History of chocolate bunnies

The very first written record of any kind of egg-laying bunny comes from the 1600s, in Germany.

The Oschter Haws (Easter Hare) brought coloured eggs as gifts for children. In later versions of the story, she hides the eggs in the garden for children to find.

Yes, she.

The Oschter Haws was decidedly a female hare. Hares have never been domesticated (unlike rabbits) but they are closely related to rabbits. So how did the Oschter Haws become the Easter Bunny, which most people identify as a male rabbit?

In the 1700s, German immigrants (later called the Pennsylvania Dutch) brought the Oschter Haws to the Eastern United States—along with an established tradition of chocolate.

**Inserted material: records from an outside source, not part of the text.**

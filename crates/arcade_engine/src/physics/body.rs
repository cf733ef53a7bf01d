//! Rigid body description

use super::CollisionLayers;
use crate::foundation::math::Vec2;

/// How the integrator treats a body
#[derive(Debug, Clone, Copy, PartialEq, Eq, Default)]
pub enum BodyKind {
    /// Moved by velocity, gravity and collision response
    #[default]
    Dynamic,
    /// Moved by its velocity only; never pushed
    Kinematic,
    /// Never moves
    Static,
}

/// Collision shape, centered on the owning entity's position
#[derive(Debug, Clone, Copy, PartialEq)]
pub enum BodyShape {
    /// Solid circle
    Circle {
        /// Radius in points
        radius: f32,
    },
    /// Hollow rectangle outline; only its four edges collide
    EdgeLoop {
        /// Half of the rectangle's width and height
        half_extents: Vec2,
    },
}

impl BodyShape {
    /// Circle enclosing a sprite of the given size
    pub fn circle_for_size(size: Vec2) -> Self {
        Self::Circle { radius: size.x.max(size.y) * 0.5 }
    }

    /// Edge loop along the border of a `width` x `height` rectangle
    pub fn edge_loop(width: f32, height: f32) -> Self {
        Self::EdgeLoop { half_extents: Vec2::new(width * 0.5, height * 0.5) }
    }
}

/// Physics state attached to an entity
#[derive(Debug, Clone, PartialEq)]
pub struct RigidBody {
    /// Integration mode
    pub kind: BodyKind,
    /// Collision shape
    pub shape: BodyShape,
    /// Linear velocity in points per second
    pub velocity: Vec2,
    /// Angular velocity in radians per second
    pub angular_velocity: f32,
    /// Mass; impulses change velocity by `impulse / mass`
    pub mass: f32,
    /// Rotational inertia; angular impulses change spin by `impulse / inertia`
    pub inertia: f32,
    /// Bounciness in `[0, 1]`
    pub restitution: f32,
    /// Whether world gravity applies
    pub affected_by_gravity: bool,
    /// Category mask
    pub category: u32,
    /// Categories that push this body
    pub collision: u32,
    /// Categories that produce contact events with this body
    pub contact: u32,
}

impl RigidBody {
    /// Create a dynamic body
    pub fn dynamic(shape: BodyShape) -> Self {
        Self {
            kind: BodyKind::Dynamic,
            shape,
            velocity: Vec2::zeros(),
            angular_velocity: 0.0,
            mass: 1.0,
            inertia: 1.0,
            restitution: 0.2,
            affected_by_gravity: true,
            category: CollisionLayers::ALL,
            collision: CollisionLayers::ALL,
            contact: CollisionLayers::NONE,
        }
    }

    /// Create a static body
    pub fn fixed(shape: BodyShape) -> Self {
        Self {
            kind: BodyKind::Static,
            affected_by_gravity: false,
            ..Self::dynamic(shape)
        }
    }

    /// Create a kinematic body
    pub fn kinematic(shape: BodyShape) -> Self {
        Self {
            kind: BodyKind::Kinematic,
            affected_by_gravity: false,
            ..Self::dynamic(shape)
        }
    }

    /// Set category, collision and contact masks
    pub fn with_masks(mut self, category: u32, collision: u32, contact: u32) -> Self {
        self.category = category;
        self.collision = collision;
        self.contact = contact;
        self
    }

    /// Toggle gravity
    pub fn with_gravity(mut self, enabled: bool) -> Self {
        self.affected_by_gravity = enabled;
        self
    }

    /// Set mass and rotational inertia
    pub fn with_mass(mut self, mass: f32, inertia: f32) -> Self {
        self.mass = mass.max(f32::EPSILON);
        self.inertia = inertia.max(f32::EPSILON);
        self
    }

    /// Inverse mass, zero for bodies that are never pushed
    pub fn inverse_mass(&self) -> f32 {
        match self.kind {
            BodyKind::Dynamic => 1.0 / self.mass,
            BodyKind::Kinematic | BodyKind::Static => 0.0,
        }
    }

    /// Apply an instantaneous linear impulse
    pub fn apply_impulse(&mut self, impulse: Vec2) {
        if self.kind == BodyKind::Dynamic {
            self.velocity += impulse / self.mass;
        }
    }

    /// Apply an instantaneous angular impulse
    pub fn apply_angular_impulse(&mut self, impulse: f32) {
        if self.kind == BodyKind::Dynamic {
            self.angular_velocity += impulse / self.inertia;
        }
    }

    /// Stop all motion
    pub fn halt(&mut self) {
        self.velocity = Vec2::zeros();
        self.angular_velocity = 0.0;
    }
}
//! Asset catalog
//!
//! Names of the textures, sounds, scenes and effects the host can provide.
//! Games check their required assets against it at startup.

use serde::{Deserialize, Serialize};
use std::collections::BTreeSet;

/// Kind of asset
#[derive(Debug, Clone, Copy, PartialEq, Eq, Hash, Serialize, Deserialize)]
pub enum AssetKind {
    /// Sprite image
    Texture,
    /// Sound file
    Sound,
    /// Presentable scene
    Scene,
    /// Particle effect
    Effect,
}

/// Asset lookup errors
#[derive(thiserror::Error, Debug, PartialEq, Eq)]
pub enum AssetError {
    /// The asset is not in the catalog
    #[error("{kind:?} asset not found: {name}")]
    NotFound {
        /// Kind that was looked up
        kind: AssetKind,
        /// Name that was looked up
        name: String,
    },
}

/// Set of known asset names per kind
#[derive(Debug, Clone, Default, Serialize, Deserialize)]
pub struct AssetCatalog {
    #[serde(default)]
    textures: BTreeSet<String>,
    #[serde(default)]
    sounds: BTreeSet<String>,
    #[serde(default)]
    scenes: BTreeSet<String>,
    #[serde(default)]
    effects: BTreeSet<String>,
}

impl AssetCatalog {
    /// Create an empty catalog
    pub fn new() -> Self {
        Self::default()
    }

    fn names(&self, kind: AssetKind) -> &BTreeSet<String> {
        match kind {
            AssetKind::Texture => &self.textures,
            AssetKind::Sound => &self.sounds,
            AssetKind::Scene => &self.scenes,
            AssetKind::Effect => &self.effects,
        }
    }

    fn names_mut(&mut self, kind: AssetKind) -> &mut BTreeSet<String> {
        match kind {
            AssetKind::Texture => &mut self.textures,
            AssetKind::Sound => &mut self.sounds,
            AssetKind::Scene => &mut self.scenes,
            AssetKind::Effect => &mut self.effects,
        }
    }

    /// Register an asset
    pub fn insert(&mut self, kind: AssetKind, name: impl Into<String>) {
        self.names_mut(kind).insert(name.into());
    }

    /// Builder form of [`insert`](Self::insert)
    pub fn with(mut self, kind: AssetKind, name: impl Into<String>) -> Self {
        self.insert(kind, name);
        self
    }

    /// Check if an asset is known
    pub fn contains(&self, kind: AssetKind, name: &str) -> bool {
        self.names(kind).contains(name)
    }

    /// Fail if an asset is not known
    pub fn require(&self, kind: AssetKind, name: &str) -> Result<(), AssetError> {
        if self.contains(kind, name) {
            Ok(())
        } else {
            Err(AssetError::NotFound { kind, name: name.to_string() })
        }
    }
}

#[cfg(test)]
mod tests {
    use super::*;

    #[test]
    fn test_require_checks_the_right_kind() {
        let catalog = AssetCatalog::new()
            .with(AssetKind::Texture, "player")
            .with(AssetKind::Sound, "explosionSound.wav");

        assert!(catalog.require(AssetKind::Texture, "player").is_ok());
        assert_eq!(
            catalog.require(AssetKind::Scene, "player"),
            Err(AssetError::NotFound { kind: AssetKind::Scene, name: "player".into() })
        );
    }
}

There’s no record of who invented the chocolate Easter bunny but chances are good it was someone of German descent. Tins for chocolate moulds that date back to 1890 have been found in Munich, Germany.

Meanwhile circa 1890 in Pennsylvania, drugstore owner Robert L. Strohecker crafted a 1.5 meter (5’) chocolate rabbit as a way to advertise Easter.

And that's all it took. By 1925, chocolate bunnies had, ahem, multiplied in popularity. Some even had accessories like bowties or hats, which gave them a gentlemanly vibe.

We dug through the Purdys archives and found a fabulous photo (dating circa 1980s) of chocolate bunnies on display at our Kingsway Factory Kitchen in Vancouver, Canada, which is where we still craft all of our chocolates.

Charles on display at Kingsway

The largest bunny on the right is Charles, our 12 kilogram bunny named in honour of Charles Flavelle, then-owner of Purdys Chocolatier. You can still buy Charles today in select Purdys shops (look for him in the display window, you can’t miss him!).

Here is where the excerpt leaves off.